Seperti mencoba mencari jawaban di dalam buku yang aku baca, aku membuka-buka halaman demi halaman, aku yakin wajah itu pernah aku lihat di Amolepura. Aku ingat sekarang, laki laki tegap dengan berewok itu adalah salah satu pekerja tambang di proyek Wanagon. Aku ingat setelah kembali dari cuti pertamaku, laki-laki berahang tegas ini sering mondar-mandir di kantor administrasi. Gosip yang kudengar dari pekerja perempuan di Meshall Flamboyan, yang juga satu daerah asal di Mandailing, Sumatera Utara, lelaki berkaos putih lusuh itu sudah dua bulan bekerja sebagai supir taxi gelap dengan penghasilan yang mungkin hanya 1/10 dari penghasilan sebelumnya. Entah pekerjaannya sebagai supir atau penghasilan yang berkurang yang telah mengubah wajahnya karena kerut-kerut yang muncul terlalu cepat. Gosip mengatakan dia dikeluarkan karena pelanggaran berat yang dia lakukan. Gosip lainnya bilang, dia suka berjudi hingga kehilangan rumah, keluarga dan uang tabungan, begitu cerita yang dituturkan  pekerja perempuan di Flamboyan yang pernah kutolong mendapatkan uang yang dipinjam lelaki berewok itu.  

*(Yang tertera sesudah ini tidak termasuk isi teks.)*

//! Deployment description used by contract tests.

use std::path::Path;

use serde::{Deserialize, Serialize};

use crate::error::{ResolverError, ResolverResult};

/// Code system name of NCI Thesaurus.
pub const THESAURUS: &str = "NCI_Thesaurus";
/// Code system name of NCI Metathesaurus.
pub const METATHESAURUS: &str = "NCI Metathesaurus";
/// Code system name of ChEBI.
pub const CHEBI: &str = "ChEBI";
/// Code system name of MedDRA.
pub const MEDDRA: &str = "MedDRA";

/// Where the service under test lives and which reference releases it
/// serves.
///
/// Passed explicitly into each test; nothing here is process-wide state.
#[derive(Debug, Clone, PartialEq, Eq, Serialize, Deserialize)]
#[serde(default)]
pub struct TestEnvironment {
    /// Scheme and authority, e.g. `https://lexevscts2.nci.nih.gov`.
    pub base_url: String,
    /// Path prefix of every endpoint.
    pub base_path: String,
    /// Expected `BaseService.serviceVersion`.
    pub service_version: String,
    /// NCI Thesaurus release, e.g. `19.05d`.
    pub thesaurus_version_number: String,
    /// NCI Metathesaurus release.
    pub metathesaurus_version_number: String,
    /// ChEBI release.
    pub chebi_version_number: String,
    /// MedDRA release.
    pub meddra_version_number: String,
}

impl Default for TestEnvironment {
    fn default() -> Self {
        Self {
            base_url: "http://localhost:8080".to_string(),
            base_path: "/lexevscts2".to_string(),
            service_version: "1.3.6.FINAL".to_string(),
            thesaurus_version_number: "19.05d".to_string(),
            metathesaurus_version_number: "201911".to_string(),
            chebi_version_number: "v174".to_string(),
            meddra_version_number: "20.1".to_string(),
        }
    }
}

impl TestEnvironment {
    /// Parses a JSON document. Missing fields take their defaults.
    pub fn from_json_str(json: &str) -> ResolverResult<Self> {
        serde_json::from_str(json).map_err(|e| ResolverError::Deserialization(e.to_string()))
    }

    /// Reads a JSON document from disk.
    pub fn load(path: impl AsRef<Path>) -> ResolverResult<Self> {
        let path = path.as_ref();
        let json = std::fs::read_to_string(path).map_err(|e| ResolverError::io_error(path, e))?;
        Self::from_json_str(&json)
    }

    /// `{codeSystem}-{version}`.
    pub fn version_name(code_system: &str, version: &str) -> String {
        format!("{}-{}", code_system, version)
    }

    /// Version name of the reference NCI Thesaurus release.
    pub fn thesaurus_version(&self) -> String {
        Self::version_name(THESAURUS, &self.thesaurus_version_number)
    }

    /// Version name of the reference NCI Metathesaurus release.
    pub fn metathesaurus_version(&self) -> String {
        Self::version_name(METATHESAURUS, &self.metathesaurus_version_number)
    }

    /// Version name of the reference ChEBI release.
    pub fn chebi_version(&self) -> String {
        Self::version_name(CHEBI, &self.chebi_version_number)
    }

    /// Version name of the reference MedDRA release.
    pub fn meddra_version(&self) -> String {
        Self::version_name(MEDDRA, &self.meddra_version_number)
    }

    /// Joins the base path and a logical path.
    pub fn path(&self, logical: &str) -> String {
        let base = self.base_path.trim_end_matches('/');
        if logical.starts_with('/') {
            format!("{}{}", base, logical)
        } else {
            format!("{}/{}", base, logical)
        }
    }

    /// Absolute URL of a logical path.
    pub fn url(&self, logical: &str) -> String {
        format!("{}{}", self.base_url.trim_end_matches('/'), self.path(logical))
    }

    /// Strips the base URL and base path, leaving the logical path.
    ///
    /// Input that does not carry the prefix is returned unchanged.
    pub fn logical_path<'a>(&self, request: &'a str) -> &'a str {
        let request = request
            .strip_prefix(self.base_url.trim_end_matches('/'))
            .unwrap_or(request);
        let base = self.base_path.trim_end_matches('/');
        match request.strip_prefix(base) {
            Some(rest) if rest.is_empty() || rest.starts_with('/') || rest.starts_with('?') => rest,
            _ => request,
        }
    }
}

Seperti biasa sepulang bekerja dengan bis orange, aku langsung ke Messhall Flamboyan untuk mengambil makan malam. Rutinitas yang aku lakukan setiap senja, menapaki jalan menurun dari halte bis Mulki ditemani suara gemuruh air sungai di sebelah kananku dan bau wangi Bunga Datura yang layu. Kak Barita tampak sibuk membersihkan meja di seberangku saat aku sedang mencari kursi kosong.
“Baru kelihatan Mbak Raisa? Habis balik cutikah?”
“Eh iya Kak Barita, sudah seminggu kok di sini”.
“Mbak, kenal sama Ruan kah? Sudah beberapa kali saya telpon dia tidak angkat”
“Uhm, saya ngga ingat semua pekerja, apalagi kalau dia non staf, coba nih tanya sama Pak Rizal, beliau IR di kantor saya, mungkin tahu” Aku memperkenalkan Kak Barita ke Pak Rizal. 

Sebentar kemudian Kak Barita pamitan, “Trims ya Mbak Raisa, alamak, saya tak tahu mau bagaimana, Bang Ruan pinjam uang saya 5 juta. Tahulah Mbak Raisa gaji saya berapa sih? Cuma kerja di Messhall. Uang itu saya tabung untuk bantu mamak saya di desa”
“Kok Kak Barita baik banget sih, percaya ngasih pinjam uang sebanyak itu?”
“Saya kenal orang tua Bang Ruan, kami masih satu desa. Masa iya saya tidak kasih? Uang itu katanya untuk biaya anaknya yang sakit di Timika. Ternyata dia bohong Mbak, saya baru dengar kabar dari istrinya, dia dan anak-anaknya sudah tidak di Timika. Pulang kampung!”
“Oh iya? Kenapa kak?”
“Istrinya bilang setiap hari ada preman datang ke rumahnya. Mungkin itu ya. Uhm, apa itu mbak istilahnya orang yang nagih hutang?”
Debt collector?”
“Ah itu! Malah kartu ATM Mandiri Bang Ruan sudah dipegang Debt collector, Bandar Judi Togel karena dia kalah ratusan juta”
“Togel?” Naluri keingintahuanku memaksaku untuk menahan Kak Barita. “Sini kakak, jangan pergi dulu. Togel itu apa Kak? Memang ada yang main togel di sini?”
“Mbak Raisa tak tahukah? Banyak yang taruhan togel, nomor buntut. Setiap minggu ada tarikan, kalau menang memang lumayan Mbak, apalagi kalau tepat 5 angka, bisa ratusan juta!”
Aku mengangguk-angguk, gagal mencerna cerita Kak Barita.
“Gaji mereka kan sudah besar ya Kak,  ngapain juga sih taruhan untuk yang ngga pasti, untung-untungan”
“Yah begitulah Mbak Raisa. Mau cepat kaya. Lagipula tidak semua orang mau kerja di sini berlama-lama. Siapa yang mau kerja penuh bahaya Mbak? Apalagi kalau jauh dari istri dan keluarga. Orang di sini kerja demi uang, begitu sudah punya rumah, mobil, mereka akan usaha entah ternak sapi, berkebun atau cari kerja di asal mereka”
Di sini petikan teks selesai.